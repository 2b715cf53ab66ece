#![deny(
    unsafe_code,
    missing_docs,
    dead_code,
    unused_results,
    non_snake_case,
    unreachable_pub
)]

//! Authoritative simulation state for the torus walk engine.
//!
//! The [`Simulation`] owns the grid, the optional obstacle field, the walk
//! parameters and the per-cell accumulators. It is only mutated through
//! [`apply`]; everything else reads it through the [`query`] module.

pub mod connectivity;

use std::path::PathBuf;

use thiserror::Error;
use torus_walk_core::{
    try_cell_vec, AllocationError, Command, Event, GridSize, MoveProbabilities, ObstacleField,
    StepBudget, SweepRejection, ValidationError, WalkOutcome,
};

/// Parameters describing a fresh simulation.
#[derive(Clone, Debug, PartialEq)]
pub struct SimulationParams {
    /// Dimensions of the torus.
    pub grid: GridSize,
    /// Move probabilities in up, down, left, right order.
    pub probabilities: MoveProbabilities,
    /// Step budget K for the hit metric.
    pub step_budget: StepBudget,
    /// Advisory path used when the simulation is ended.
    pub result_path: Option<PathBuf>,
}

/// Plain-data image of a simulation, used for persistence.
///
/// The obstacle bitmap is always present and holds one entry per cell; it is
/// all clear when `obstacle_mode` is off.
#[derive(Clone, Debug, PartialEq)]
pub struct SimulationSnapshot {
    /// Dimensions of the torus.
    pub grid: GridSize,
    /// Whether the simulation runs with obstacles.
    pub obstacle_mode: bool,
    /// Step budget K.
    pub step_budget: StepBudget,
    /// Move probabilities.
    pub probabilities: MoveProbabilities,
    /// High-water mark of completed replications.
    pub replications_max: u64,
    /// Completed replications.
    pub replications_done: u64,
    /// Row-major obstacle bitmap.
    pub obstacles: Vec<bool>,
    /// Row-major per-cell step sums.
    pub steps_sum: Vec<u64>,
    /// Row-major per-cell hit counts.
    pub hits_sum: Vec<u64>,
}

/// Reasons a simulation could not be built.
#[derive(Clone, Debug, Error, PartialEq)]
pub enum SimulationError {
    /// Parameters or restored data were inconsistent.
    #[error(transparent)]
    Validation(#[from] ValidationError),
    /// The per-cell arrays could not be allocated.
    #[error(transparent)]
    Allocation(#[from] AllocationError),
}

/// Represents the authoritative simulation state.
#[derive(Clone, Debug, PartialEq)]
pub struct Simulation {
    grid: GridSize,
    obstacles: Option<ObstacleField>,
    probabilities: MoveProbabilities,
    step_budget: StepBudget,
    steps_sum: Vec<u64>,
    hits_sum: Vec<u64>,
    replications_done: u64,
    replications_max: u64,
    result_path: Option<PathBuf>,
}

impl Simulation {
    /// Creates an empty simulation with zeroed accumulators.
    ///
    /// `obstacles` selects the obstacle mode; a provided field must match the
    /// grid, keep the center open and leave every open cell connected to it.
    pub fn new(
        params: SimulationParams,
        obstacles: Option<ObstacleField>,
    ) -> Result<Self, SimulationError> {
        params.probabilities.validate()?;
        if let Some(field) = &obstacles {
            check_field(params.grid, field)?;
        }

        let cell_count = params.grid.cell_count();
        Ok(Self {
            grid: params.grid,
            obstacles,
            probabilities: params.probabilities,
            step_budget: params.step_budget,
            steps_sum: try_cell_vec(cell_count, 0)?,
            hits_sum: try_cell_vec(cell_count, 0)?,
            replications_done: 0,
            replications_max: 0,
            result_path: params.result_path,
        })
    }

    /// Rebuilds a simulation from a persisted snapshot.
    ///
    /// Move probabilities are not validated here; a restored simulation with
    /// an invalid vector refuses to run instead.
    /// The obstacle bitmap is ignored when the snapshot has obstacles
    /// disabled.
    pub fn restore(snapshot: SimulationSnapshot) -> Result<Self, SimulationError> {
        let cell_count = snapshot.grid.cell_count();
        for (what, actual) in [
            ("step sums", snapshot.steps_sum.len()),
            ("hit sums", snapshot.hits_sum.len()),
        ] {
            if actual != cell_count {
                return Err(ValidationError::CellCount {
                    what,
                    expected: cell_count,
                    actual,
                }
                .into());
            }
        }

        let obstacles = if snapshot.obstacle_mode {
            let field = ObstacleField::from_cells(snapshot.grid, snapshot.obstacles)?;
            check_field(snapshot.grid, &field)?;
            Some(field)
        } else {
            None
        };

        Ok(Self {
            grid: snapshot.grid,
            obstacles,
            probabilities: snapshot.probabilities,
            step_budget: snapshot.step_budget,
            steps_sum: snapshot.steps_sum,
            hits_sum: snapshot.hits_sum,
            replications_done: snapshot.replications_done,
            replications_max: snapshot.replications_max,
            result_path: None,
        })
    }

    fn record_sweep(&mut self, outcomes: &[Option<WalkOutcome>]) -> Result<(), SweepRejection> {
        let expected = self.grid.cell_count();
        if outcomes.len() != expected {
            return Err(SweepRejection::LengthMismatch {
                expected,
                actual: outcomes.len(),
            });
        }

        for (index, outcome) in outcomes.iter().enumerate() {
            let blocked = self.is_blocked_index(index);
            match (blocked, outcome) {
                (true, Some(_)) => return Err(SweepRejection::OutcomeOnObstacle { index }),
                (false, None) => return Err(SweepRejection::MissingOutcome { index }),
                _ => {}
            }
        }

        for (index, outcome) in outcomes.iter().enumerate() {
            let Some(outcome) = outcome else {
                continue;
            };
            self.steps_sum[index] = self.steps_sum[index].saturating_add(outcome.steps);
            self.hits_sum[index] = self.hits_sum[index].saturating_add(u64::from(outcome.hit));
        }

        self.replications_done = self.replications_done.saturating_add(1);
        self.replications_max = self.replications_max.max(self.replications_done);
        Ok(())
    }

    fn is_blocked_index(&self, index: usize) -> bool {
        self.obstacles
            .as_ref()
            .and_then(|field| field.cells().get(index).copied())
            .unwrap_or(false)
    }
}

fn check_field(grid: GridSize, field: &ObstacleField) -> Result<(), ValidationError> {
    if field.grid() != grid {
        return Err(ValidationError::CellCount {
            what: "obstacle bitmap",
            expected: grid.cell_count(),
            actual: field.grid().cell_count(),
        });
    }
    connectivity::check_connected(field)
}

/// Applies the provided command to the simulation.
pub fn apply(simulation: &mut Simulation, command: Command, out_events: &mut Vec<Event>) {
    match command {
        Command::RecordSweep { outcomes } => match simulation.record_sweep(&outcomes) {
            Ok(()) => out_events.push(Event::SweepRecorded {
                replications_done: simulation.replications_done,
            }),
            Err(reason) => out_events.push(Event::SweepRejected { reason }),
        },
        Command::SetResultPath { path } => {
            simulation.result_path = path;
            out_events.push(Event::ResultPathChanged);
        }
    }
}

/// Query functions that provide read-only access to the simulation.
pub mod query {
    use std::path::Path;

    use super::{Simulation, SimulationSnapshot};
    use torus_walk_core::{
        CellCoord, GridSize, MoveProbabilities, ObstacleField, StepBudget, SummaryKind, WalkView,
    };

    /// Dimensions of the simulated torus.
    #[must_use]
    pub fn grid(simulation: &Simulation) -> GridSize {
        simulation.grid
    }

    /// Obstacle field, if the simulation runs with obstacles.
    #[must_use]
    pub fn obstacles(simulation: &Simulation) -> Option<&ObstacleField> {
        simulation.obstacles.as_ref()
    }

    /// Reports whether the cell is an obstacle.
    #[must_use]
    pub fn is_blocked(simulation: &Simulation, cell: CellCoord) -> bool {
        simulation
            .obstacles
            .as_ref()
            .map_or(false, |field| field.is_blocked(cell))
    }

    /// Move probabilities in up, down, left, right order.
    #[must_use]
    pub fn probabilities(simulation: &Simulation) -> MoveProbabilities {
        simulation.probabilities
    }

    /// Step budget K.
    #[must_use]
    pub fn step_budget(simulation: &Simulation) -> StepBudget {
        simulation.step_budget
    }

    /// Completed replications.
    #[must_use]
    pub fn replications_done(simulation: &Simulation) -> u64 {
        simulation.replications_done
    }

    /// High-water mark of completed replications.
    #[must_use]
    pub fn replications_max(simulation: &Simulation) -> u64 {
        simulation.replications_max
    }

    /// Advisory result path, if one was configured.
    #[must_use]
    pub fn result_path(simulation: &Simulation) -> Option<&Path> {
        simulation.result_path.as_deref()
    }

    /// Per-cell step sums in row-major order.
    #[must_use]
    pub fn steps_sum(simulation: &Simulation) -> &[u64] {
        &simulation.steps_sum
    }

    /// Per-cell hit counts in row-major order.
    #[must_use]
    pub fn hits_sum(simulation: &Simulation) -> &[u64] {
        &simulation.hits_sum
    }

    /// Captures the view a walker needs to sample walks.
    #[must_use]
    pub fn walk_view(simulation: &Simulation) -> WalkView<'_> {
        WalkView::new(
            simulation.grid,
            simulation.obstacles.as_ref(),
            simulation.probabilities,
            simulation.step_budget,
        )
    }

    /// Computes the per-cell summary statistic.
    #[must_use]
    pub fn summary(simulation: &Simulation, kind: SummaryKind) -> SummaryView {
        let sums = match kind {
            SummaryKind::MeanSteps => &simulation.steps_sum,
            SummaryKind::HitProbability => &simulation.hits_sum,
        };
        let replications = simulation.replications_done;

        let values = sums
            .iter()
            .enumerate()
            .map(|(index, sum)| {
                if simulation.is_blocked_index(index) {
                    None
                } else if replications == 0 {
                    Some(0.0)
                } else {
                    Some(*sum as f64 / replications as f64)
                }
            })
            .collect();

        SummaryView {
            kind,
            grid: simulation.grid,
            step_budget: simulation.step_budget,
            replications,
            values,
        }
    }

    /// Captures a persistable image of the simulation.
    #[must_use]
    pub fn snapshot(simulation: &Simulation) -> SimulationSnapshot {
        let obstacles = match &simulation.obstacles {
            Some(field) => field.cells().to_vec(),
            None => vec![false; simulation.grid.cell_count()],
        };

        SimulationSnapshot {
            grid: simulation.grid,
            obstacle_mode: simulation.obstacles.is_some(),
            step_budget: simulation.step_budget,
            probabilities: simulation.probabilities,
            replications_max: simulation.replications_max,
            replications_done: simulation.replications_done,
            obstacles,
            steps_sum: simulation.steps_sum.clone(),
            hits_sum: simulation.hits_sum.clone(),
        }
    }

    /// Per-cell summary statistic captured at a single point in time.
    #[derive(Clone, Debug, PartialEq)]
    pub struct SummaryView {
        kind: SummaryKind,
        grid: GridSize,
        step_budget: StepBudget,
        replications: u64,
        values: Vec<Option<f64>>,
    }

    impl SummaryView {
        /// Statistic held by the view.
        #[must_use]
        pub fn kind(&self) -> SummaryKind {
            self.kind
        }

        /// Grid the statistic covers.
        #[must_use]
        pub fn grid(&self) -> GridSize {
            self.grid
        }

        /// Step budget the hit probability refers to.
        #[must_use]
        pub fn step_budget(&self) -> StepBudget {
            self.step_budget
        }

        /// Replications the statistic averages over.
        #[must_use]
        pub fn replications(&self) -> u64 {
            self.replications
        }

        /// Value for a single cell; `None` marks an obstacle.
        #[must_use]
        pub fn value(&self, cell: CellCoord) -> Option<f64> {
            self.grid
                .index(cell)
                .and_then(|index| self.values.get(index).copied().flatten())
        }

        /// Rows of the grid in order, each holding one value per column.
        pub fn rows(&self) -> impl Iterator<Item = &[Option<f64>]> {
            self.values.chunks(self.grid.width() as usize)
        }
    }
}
----------
Work instructions: Set down again, word for word, the stretch of records from the line with "let obstacles = if" to the line with "(true, Some(_)) =>", both of those lines included.

Response:
        let obstacles = if snapshot.obstacle_mode {
            let field = ObstacleField::from_cells(snapshot.grid, snapshot.obstacles)?;
            check_field(snapshot.grid, &field)?;
            Some(field)
        } else {
            None
        };

        Ok(Self {
            grid: snapshot.grid,
            obstacles,
            probabilities: snapshot.probabilities,
            step_budget: snapshot.step_budget,
            steps_sum: snapshot.steps_sum,
            hits_sum: snapshot.hits_sum,
            replications_done: snapshot.replications_done,
            replications_max: snapshot.replications_max,
            result_path: None,
        })
    }

    fn record_sweep(&mut self, outcomes: &[Option<WalkOutcome>]) -> Result<(), SweepRejection> {
        let expected = self.grid.cell_count();
        if outcomes.len() != expected {
            return Err(SweepRejection::LengthMismatch {
                expected,
                actual: outcomes.len(),
            });
        }

        for (index, outcome) in outcomes.iter().enumerate() {
            let blocked = self.is_blocked_index(index);
            match (blocked, outcome) {
                (true, Some(_)) => return Err(SweepRejection::OutcomeOnObstacle { index }),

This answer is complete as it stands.